> DATA FOR PROCESSING:
━━━━━━━━━━━━━━━━

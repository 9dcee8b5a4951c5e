//! Company entity model and DTOs.

use serde::{Deserialize, Serialize};
use sqlx::FromRow;
use validator::Validate;

/// A full row from the `companies` table.
#[derive(Debug, Clone, PartialEq, FromRow, Serialize)]
pub struct Company {
    pub code: String,
    pub name: String,
    pub description: Option<String>,
}

/// List projection of a company: no description.
#[derive(Debug, Clone, FromRow, Serialize)]
pub struct CompanySummary {
    pub code: String,
    pub name: String,
}

/// DTO for creating a company. Every field must be present and non-empty.
#[derive(Debug, Clone, Default, Deserialize, Validate)]
pub struct CreateCompany {
    #[validate(required, length(min = 1))]
    pub code: Option<String>,
    #[validate(required, length(min = 1))]
    pub name: Option<String>,
    #[validate(required, length(min = 1))]
    pub description: Option<String>,
}

/// DTO for updating a company.
///
/// There is no `code` field: the primary key is immutable and a `code` sent
/// in the body is ignored.
#[derive(Debug, Clone, Default, Deserialize, Validate)]
pub struct UpdateCompany {
    #[validate(required)]
    pub name: Option<String>,
    #[validate(required)]
    pub description: Option<String>,
}
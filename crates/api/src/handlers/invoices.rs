//! Handlers for the `/invoices` resource.

use axum::extract::State;
use axum::http::StatusCode;
use axum::Json;
use biztime_core::error::CoreError;
use biztime_core::types::DbId;
use biztime_db::models::invoice::{CreateInvoice, Invoice, InvoiceWithCompany, UpdateInvoice};
use biztime_db::repositories::{CompanyRepo, InvoiceRepo};
use validator::Validate;

use crate::error::{AppError, AppResult};
use crate::extract::{AppJson, AppPath};
use crate::response::{DeletedResponse, InvoiceResponse, InvoicesResponse};
use crate::state::AppState;

/// GET /invoices
pub async fn list(State(state): State<AppState>) -> AppResult<Json<InvoicesResponse>> {
    let invoices = InvoiceRepo::list(&state.pool).await?;
    Ok(Json(InvoicesResponse { invoices }))
}

/// GET /invoices/{id}
///
/// The invoice's company is loaded separately and nested in place of
/// `comp_code`.
pub async fn get_by_id(
    State(state): State<AppState>,
    AppPath(id): AppPath<DbId>,
) -> AppResult<Json<InvoiceResponse<InvoiceWithCompany>>> {
    let invoice = InvoiceRepo::find_by_id(&state.pool, id)
        .await?
        .ok_or_else(|| CoreError::not_found("Invoice", id))?;

    // The row can vanish between the two reads if the company is deleted.
    let company = CompanyRepo::find_by_code(&state.pool, &invoice.comp_code)
        .await?
        .ok_or_else(|| CoreError::not_found("Invoice", id))?;

    Ok(Json(InvoiceResponse {
        invoice: InvoiceWithCompany::new(invoice, company),
    }))
}

/// POST /invoices
///
/// `comp_code` and `amt` are required; `paid` and `add_date` take database
/// defaults.
pub async fn create(
    State(state): State<AppState>,
    AppJson(input): AppJson<CreateInvoice>,
) -> AppResult<(StatusCode, Json<InvoiceResponse<Invoice>>)> {
    input.validate()?;

    let invoice = InvoiceRepo::create(&state.pool, &input)
        .await
        .map_err(|err| {
            if biztime_db::is_foreign_key_violation(&err) {
                AppError::BadRequest(format!(
                    "Company '{}' does not exist",
                    input.comp_code.as_deref().unwrap_or_default()
                ))
            } else {
                AppError::Database(err)
            }
        })?;

    tracing::info!(id = invoice.id, comp_code = %invoice.comp_code, "Invoice created");
    Ok((StatusCode::CREATED, Json(InvoiceResponse { invoice })))
}

/// PUT /invoices/{id}
///
/// Only `amt` is updated.
pub async fn update(
    State(state): State<AppState>,
    AppPath(id): AppPath<DbId>,
    AppJson(input): AppJson<UpdateInvoice>,
) -> AppResult<Json<InvoiceResponse<Invoice>>> {
    input.validate()?;

    let invoice = InvoiceRepo::update(&state.pool, id, &input)
        .await?
        .ok_or_else(|| CoreError::not_found("Invoice", id))?;

    tracing::info!(id, amt = invoice.amt, "Invoice updated");
    Ok(Json(InvoiceResponse { invoice }))
}

/// DELETE /invoices/{id}
pub async fn delete(
    State(state): State<AppState>,
    AppPath(id): AppPath<DbId>,
) -> AppResult<Json<DeletedResponse>> {
    if !InvoiceRepo::delete(&state.pool, id).await? {
        return Err(CoreError::not_found("Invoice", id).into());
    }

    tracing::info!(id, "Invoice deleted");
    Ok(Json(DeletedResponse::new()))
}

━━━━━━━━━━━━━━━━

> INSTRUCTIONS TO FOLLOW: Line by line, check the listing above for the string "CreateInvoice" and say how many lines have it, giving the number alone.

> RESPONSE TO THIS TASK: 2